C’était il y a un peu plus d’un an, en novembre 2019. Ce fier mâle rejoignait alors la première cellule de conservation des bisons d’Europe créée en Suisse, avec quatre bisonnes polonaises qu’il avait pour mission de séduire, afin de redonner vie à cette espèce indigène ayant disparu du pays il y a des siècles.

Première naissance
«Posel a l’air calme, mais il faut quand même s’en méfier, explique Kevin Mercier, gardien du troupeau. C’est une façade et il peut courir jusqu’à 60 [Espace insécable] km/h!» Il en sait quelque chose. Kevin Mercier, qui a l’habitude de ces animaux pour avoir travaillé en leur compagnie pendant cinq ans au Zoo de Servion (VD) s’est fait charger déjà deux fois par le mâle avec lequel il est pourtant en confiance. Heureusement, il a pu échapper à ses cornes en se faufilant sous la clôture à temps. «Il m’a foncé dessus quand Pola était portante, se souvient le gardien, fils de Michel Mercier, l’un des initiateurs de ce projet. Il était alors plus protecteur que d’ordinaire.»

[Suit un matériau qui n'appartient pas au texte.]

use std::collections::{BTreeMap, HashMap};

use serde::{Deserialize, Serialize};
use serde_json::Value;

use crate::error::{Error, Result};
use crate::placeholders;

pub const FORM_CONTENT_TYPE: &str = "application/x-www-form-urlencoded";

/// A captured browser request, decoded from an operator-pasted curl command.
/// Authoring-time only; never touched during live sync.
#[derive(Debug, Clone, Serialize, Deserialize)]
#[serde(rename_all = "camelCase")]
pub struct ParsedCurlRequest {
    pub url: String,
    pub method: String,
    pub headers: HashMap<String, String>,
    /// Always disjoint from `headers`: a `Cookie` header is exploded here.
    pub cookies: HashMap<String, String>,
    pub body: BTreeMap<String, String>,
    pub content_type: Option<String>,
}

/// One body field with the placeholder the catalog suggests for its value.
#[derive(Debug, Clone, Serialize, Deserialize)]
#[serde(rename_all = "camelCase")]
pub struct ParsedCurlField {
    pub name: String,
    pub value: String,
    pub suggested_placeholder: Option<String>,
}

/// Parses a pasted curl command into a structured request.
///
/// Recognizes `-X`/`--request`, repeated `-H`/`--header` (a `Cookie` header
/// is split out into the cookie map), the `-d`/`--data` family, `-b`/
/// `--cookie` and `-A`/`--user-agent`. The method defaults to GET unless a
/// body flag implies POST.
pub fn parse(curl: &str) -> Result<ParsedCurlRequest> {
    let trimmed = curl.trim();
    if !trimmed.to_lowercase().starts_with("curl") {
        return Err(Error::Parse("not a curl command".to_string()));
    }

    // Join shell line continuations before tokenizing.
    let cleaned = trimmed.replace("\\\r\n", " ").replace("\\\n", " ");
    let tokens = shlex::split(&cleaned)
        .ok_or_else(|| Error::Parse("unbalanced quotes in curl command".to_string()))?;

    let mut method = String::new();
    let mut url = String::new();
    let mut headers: HashMap<String, String> = HashMap::new();
    let mut cookies: HashMap<String, String> = HashMap::new();
    let mut body_parts: Vec<String> = Vec::new();

    let mut iter = tokens.iter();
    iter.next(); // skip "curl"

    while let Some(token) = iter.next() {
        match token.as_str() {
            "-X" | "--request" => {
                if let Some(m) = iter.next() {
                    method = m.to_uppercase();
                }
            }
            "-H" | "--header" => {
                if let Some(h) = iter.next() {
                    if let Some((name, value)) = h.split_once(':') {
                        let name = name.trim();
                        let value = value.trim();
                        if name.eq_ignore_ascii_case("cookie") {
                            parse_cookie_string(value, &mut cookies);
                        } else {
                            headers.insert(name.to_string(), value.to_string());
                        }
                    }
                }
            }
            "-b" | "--cookie" => {
                if let Some(c) = iter.next() {
                    parse_cookie_string(c, &mut cookies);
                }
            }
            "-A" | "--user-agent" => {
                if let Some(ua) = iter.next() {
                    headers.insert("User-Agent".to_string(), ua.to_string());
                }
            }
            "--url" => {
                if let Some(u) = iter.next() {
                    url = u.to_string();
                }
            }
            "-d" | "--data" | "--data-raw" | "--data-binary" | "--data-ascii" => {
                if let Some(d) = iter.next() {
                    body_parts.push(d.clone());
                }
            }
            // Value-less toggles browsers emit in "copy as cURL".
            "-L" | "--location" | "-s" | "--silent" | "-i" | "--include" | "-k"
            | "--insecure" | "--compressed" | "-g" | "--globoff" => {}
            // Flags that take a value we have no use for.
            "-o" | "--output" | "-u" | "--user" | "-e" | "--referer" | "--connect-timeout"
            | "--max-time" => {
                iter.next();
            }
            u if u.starts_with("http://") || u.starts_with("https://") => {
                url = u.to_string();
            }
            flag if flag.starts_with('-') => {
                // Unknown toggle, skipped.
            }
            other => {
                if url.is_empty() {
                    url = other.to_string();
                }
            }
        }
    }

    if url.is_empty() {
        return Err(Error::Parse("no URL found in curl command".to_string()));
    }
    if method.is_empty() {
        method = if body_parts.is_empty() { "GET" } else { "POST" }.to_string();
    }

    // curl joins repeated -d arguments with '&'.
    let raw_body = if body_parts.is_empty() {
        None
    } else {
        Some(body_parts.join("&"))
    };

    let header_content_type = headers
        .iter()
        .find(|(name, _)| name.eq_ignore_ascii_case("content-type"))
        .map(|(_, value)| value.clone());
    // curl defaults a -d body to form encoding when no header says otherwise.
    let content_type = match (&header_content_type, &raw_body) {
        (Some(ct), _) => Some(ct.clone()),
        (None, Some(_)) => Some(FORM_CONTENT_TYPE.to_string()),
        (None, None) => None,
    };

    let body = match &raw_body {
        Some(raw) => parse_body(raw, content_type.as_deref()),
        None => BTreeMap::new(),
    };

    Ok(ParsedCurlRequest {
        url,
        method,
        headers,
        cookies,
        body,
        content_type,
    })
}

/// Enumerates the body fields of a parsed request, each with the placeholder
/// the catalog suggests for its captured value. An empty body is fine;
/// the list is simply empty.
pub fn suggest_fields(request: &ParsedCurlRequest) -> Vec<ParsedCurlField> {
    request
        .body
        .iter()
        .map(|(name, value)| ParsedCurlField {
            name: name.clone(),
            value: value.clone(),
            suggested_placeholder: placeholders::suggest_for_value(value).map(String::from),
        })
        .collect()
}

fn parse_cookie_string(raw: &str, cookies: &mut HashMap<String, String>) {
    for pair in raw.split(';') {
        let pair = pair.trim();
        if pair.is_empty() {
            continue;
        }
        if let Some((name, value)) = pair.split_once('=') {
            cookies.insert(name.trim().to_string(), value.trim().to_string());
        }
    }
}

fn parse_body(raw: &str, content_type: Option<&str>) -> BTreeMap<String, String> {
    let mut body = BTreeMap::new();

    let is_json = content_type
        .map(|ct| ct.to_lowercase().contains("json"))
        .unwrap_or(false);

    if is_json {
        // Opaque JSON text: enumerate top-level keys of an object body.
        // Arrays and scalars carry no mappable fields.
        if let Ok(Value::Object(map)) = serde_json::from_str::<Value>(raw) {
            for (key, value) in map {
                let rendered = match value {
                    Value::String(s) => s,
                    other => other.to_string(),
                };
                body.insert(key, rendered);
            }
        }
    } else {
        for (key, value) in url::form_urlencoded::parse(raw.as_bytes()) {
            body.insert(key.into_owned(), value.into_owned());
        }
    }

    body
}
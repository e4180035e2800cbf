mod common;

use std::net::TcpListener;

use crm_bridge::engine::SyncEngine;
use crm_bridge::storage::Integration;

fn integration_for(login_url: String) -> Integration {
    Integration {
        name: "test-crm".to_string(),
        login_url,
        email: "ops@example.com".to_string(),
        ..Default::default()
    }
}

/// A port nothing listens on.
fn dead_port() -> u16 {
    let listener = TcpListener::bind("127.0.0.1:0").unwrap();
    let port = listener.local_addr().unwrap().port();
    drop(listener);
    port
}

#[tokio::test]
async fn unreachable_target_reports_a_network_failure() {
    let url = format!("http://127.0.0.1:{}/login", dead_port());
    let engine = SyncEngine::new();

    let result = engine.test_connection(&integration_for(url), "pw").await;

    assert!(!result.success);
    assert!(
        result.message.contains("network failure"),
        "message: {}",
        result.message
    );
}

#[tokio::test]
async fn http_rejection_reports_the_status() {
    let server = common::spawn(|_req| common::response(401, "Unauthorized", &[], "no"));
    let engine = SyncEngine::new();

    let result = engine
        .test_connection(&integration_for(format!("{}/login", server.url)), "pw")
        .await;

    assert!(!result.success);
    assert!(result.message.contains("401"), "message: {}", result.message);
}

#[tokio::test]
async fn missing_csrf_token_reports_the_selector() {
    let server = common::spawn(|_req| common::response(200, "OK", &[], "<html></html>"));
    let engine = SyncEngine::new();

    let mut integration = integration_for(format!("{}/login", server.url));
    integration.csrf_selector = Some(r#"input[name="_token"]"#.to_string());

    let result = engine.test_connection(&integration, "pw").await;

    assert!(!result.success);
    assert!(
        result.message.contains("CSRF token"),
        "message: {}",
        result.message
    );
}

#[tokio::test]
async fn successful_handshake_reports_the_jar_size() {
    let server = common::spawn(|_req| {
        common::response(200, "OK", &["Set-Cookie: sid=1"], "welcome")
    });
    let engine = SyncEngine::new();

    let result = engine
        .test_connection(&integration_for(format!("{}/login", server.url)), "pw")
        .await;

    assert!(result.success, "message: {}", result.message);
    assert!(result.message.contains("1 session cookie"));
    // The tester runs the handshake only: one request, no invoice creation.
    assert_eq!(server.recorded().len(), 1);
}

Malgré ces aléas, les premiers mois de ce projet, qui a mis douze ans avant de se concrétiser, ont été couronnés de succès: en juin, une petite bisonne, Sultane, a vu le jour. Les promeneurs, qui sont nombreux à rendre visite aux bisons chaque semaine, ont alors redoublé d’efforts pour tenter d’apercevoir la petite boule de poils, qui pèse aujourd’hui plus de 120 kilos. Les observer n’est toutefois pas aisé, d’autant que ces bêtes au gabarit impressionnant savent se déplacer sans bruit dans leur parc de 48 hectares, où ils vivent en semi-liberté. Seul leur gardien, qui les côtoie quotidiennement et a appris à connaître leur caractère, peut s’en approcher et même parfois leur effleurer le museau. «Je me méfie néanmoins de Polama. Âgée de 3 ans, elle était la plus jeune avant l’arrivée de Sultane, explique-t-il. Elle est lunatique; il ne faut pas lui tourner le dos.»

Chaque jour, Kevin Mercier veille sur eux, il en profite aussi pour ausculter la clôture – électrifiée à 10 [Espace insécable] 000 volts, presque le double d’un parc pour vaches – pour éviter que les bisons ne prennent la poudre d’escampette. «Un jour, j’ai commencé à les chercher à 7 heures du matin et je ne les ai aperçus qu’aux alentours de 10 heures. Ils savent extrêmement bien se cacher dans le paysage!» Le gardien est particulièrement vigilant lorsqu’il y a du vent, n’hésitant pas à demander à ce que des arbres soient coupés avant qu’ils n’endommagent le grillage électrifié. «Ces bisons ne nous appartiennent pas, rappelle le biologiste Alain Maibach, porteur du projet. On est responsables de ces animaux qui nous ont été confiés par l’Union internationale de la conservation de la nature.»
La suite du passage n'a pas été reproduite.